About the PNAS Member Editor
Name Agrawal, Manindra
Location Indian Institute of Technology - Kanpur
Primary Field Mathematics
Secondary Field Computer and Information Sciences
 Election Citation
Gauss wrote that "The problem of distinguishing prime numbers from composite numbers is known to be one of the most important and useful in arithmetic." Agrawal and his students solved this ancient problem. He has fundamental results in Computational Number Theory and Algebra, Derandomization, Isomorphism Conjecture and Circuit Complexity.
 Research Interests
Manindra Agrawal started his research by investigating the structure of NP-complete sets, particularly the Isomorphism Conjecture which states that all NP-complete sets are isomorphic to each other under polynomial time computable isomorphisms. After a series of papers on this problem, he proved the conjecture for an interesting subclass of NP-complete problems: sets complete under reductions computable by constant depth circuits. His interest then moved on to computational number theory and algebra where he initiated a new approach for primality testing which culminated in the first deterministic polynomial time algorithm for the problem.

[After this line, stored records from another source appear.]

use std::{
    collections::{HashMap, HashSet},
    fs::File,
    io::{self, Read, Write},
    path::Path,
};

use ::serde::{Serialize, Serializer};
use rust_decimal::Decimal;
use tracing::debug;

use crate::error::{PipelineError, Result};
use crate::types::{BillingRecord, OwnerMonthAggregate, RawRecord};

pub const DELIMITER: u8 = b';';

fn plain_decimal<S: Serializer>(x: &Decimal, s: S) -> std::result::Result<S::Ok, S::Error> {
    s.collect_str(x)
}

#[derive(Debug, Serialize)]
pub struct BillingRowEntity<'a> {
    #[serde(rename = "ID_RESERVA")]
    reservation_id: &'a str,
    #[serde(rename = "ID_PROPRIEDADE")]
    property_id: &'a str,
    #[serde(rename = "ID_LOCADOR")]
    owner_id: &'a str,
    #[serde(rename = "ID_LOCATARIO")]
    tenant_id: &'a str,
    #[serde(rename = "DATA_RESERVA")]
    reservation_date: &'a str,
    #[serde(rename = "DIAS_HOSPEDAGEM")]
    stay_days: &'a str,
    #[serde(rename = "VALOR_TOTAL", serialize_with = "plain_decimal")]
    total_amount: Decimal,
    #[serde(rename = "VALOR_COMISSAO", serialize_with = "plain_decimal")]
    commission_amount: Decimal,
}

impl<'a> BillingRowEntity<'a> {
    pub fn from_record(record: &'a BillingRecord) -> Self {
        Self {
            reservation_id: &record.reservation_id,
            property_id: &record.property_id,
            owner_id: record.owner_id.value(),
            tenant_id: &record.tenant_id,
            reservation_date: &record.reservation_date,
            stay_days: &record.stay_days,
            total_amount: record.total_amount.value(),
            commission_amount: record.commission_amount.value(),
        }
    }
}

#[derive(Debug, Serialize)]
pub struct OwnerMonthRowEntity<'a> {
    #[serde(rename = "ID_LOCADOR")]
    owner_id: &'a str,
    #[serde(rename = "MES")]
    month: String,
    #[serde(rename = "VALOR_TOTAL", serialize_with = "plain_decimal")]
    total_amount: Decimal,
}

impl<'a> OwnerMonthRowEntity<'a> {
    pub fn from_aggregate(aggregate: &'a OwnerMonthAggregate) -> Self {
        Self {
            owner_id: aggregate.owner_id.value(),
            month: aggregate.month.to_string(),
            total_amount: aggregate.total_amount.value(),
        }
    }
}

fn open_source(path: &Path) -> Result<File> {
    File::open(path).map_err(|e| match e.kind() {
        io::ErrorKind::NotFound => PipelineError::SourceNotFound(path.to_path_buf()),
        _ => PipelineError::Io(e),
    })
}

/// Reads every data line of a `;`-separated source into header-keyed records.
///
/// Short lines are kept; their absent trailing columns are simply not in the
/// record. Values past the end of the header are dropped. A value that is not
/// valid UTF-8 is kept out of the record and reported when a stage asks for it.
pub fn parse_records<R: Read>(source: R) -> Result<Vec<RawRecord>> {
    let mut reader = csv::ReaderBuilder::new()
        .delimiter(DELIMITER)
        .flexible(true)
        .from_reader(source);
    let headers: Vec<String> = reader
        .byte_headers()?
        .iter()
        .map(|h| String::from_utf8_lossy(h).into_owned())
        .collect();

    let mut rows: Vec<RawRecord> = Vec::new();
    for row in reader.byte_records() {
        let record = row?;
        let line = record.position().map(|p| p.line()).unwrap_or_default();

        let mut fields = HashMap::new();
        let mut undecodable = HashSet::new();
        for (name, value) in headers.iter().zip(record.iter()) {
            match std::str::from_utf8(value) {
                Ok(text) => {
                    fields.insert(name.clone(), text.to_string());
                }
                Err(_) => {
                    undecodable.insert(name.clone());
                }
            }
        }
        rows.push(RawRecord::new(line, fields).with_undecodable(undecodable));
    }

    Ok(rows)
}

pub fn read_records(path: &Path) -> Result<Vec<RawRecord>> {
    let file = open_source(path)?;
    debug!(path = %path.display(), "reading records");
    parse_records(file)
}

/// Writes records with a header taken from the first record's field names.
/// An empty slice produces no output at all, not even a header.
pub fn serialize_records<W: Write, T: Serialize>(sink: W, records: &[T]) -> Result<usize> {
    let mut wtr = csv::WriterBuilder::new()
        .delimiter(DELIMITER)
        .from_writer(sink);

    for record in records {
        wtr.serialize(record)?
    }

    wtr.flush()?;
    Ok(records.len())
}

pub fn write_records<T: Serialize>(path: &Path, records: &[T]) -> Result<usize> {
    debug!(path = %path.display(), count = records.len(), "writing records");
    let file = File::create(path)?;
    serialize_records(file, records)
}

pub fn write_billing(path: &Path, records: &[BillingRecord]) -> Result<usize> {
    let rows: Vec<BillingRowEntity> = records.iter().map(BillingRowEntity::from_record).collect();
    write_records(path, &rows)
}

pub fn write_owner_months(path: &Path, aggregates: &[OwnerMonthAggregate]) -> Result<usize> {
    let rows: Vec<OwnerMonthRowEntity> = aggregates
        .iter()
        .map(OwnerMonthRowEntity::from_aggregate)
        .collect();
    write_records(path, &rows)
}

In the last decade or so, he has worked primarily on Polynomial Identity Testing (PIT) problem: to check if a polynomial, given as a sequence of addition and multiplication operations, is non-zero. He has contributed to showing the fundamental importance of this problem to the quest of finding an explicit polynomial that requires exponential number of operations to compute. He has also been working on finding efficient algorithms for solving PIT.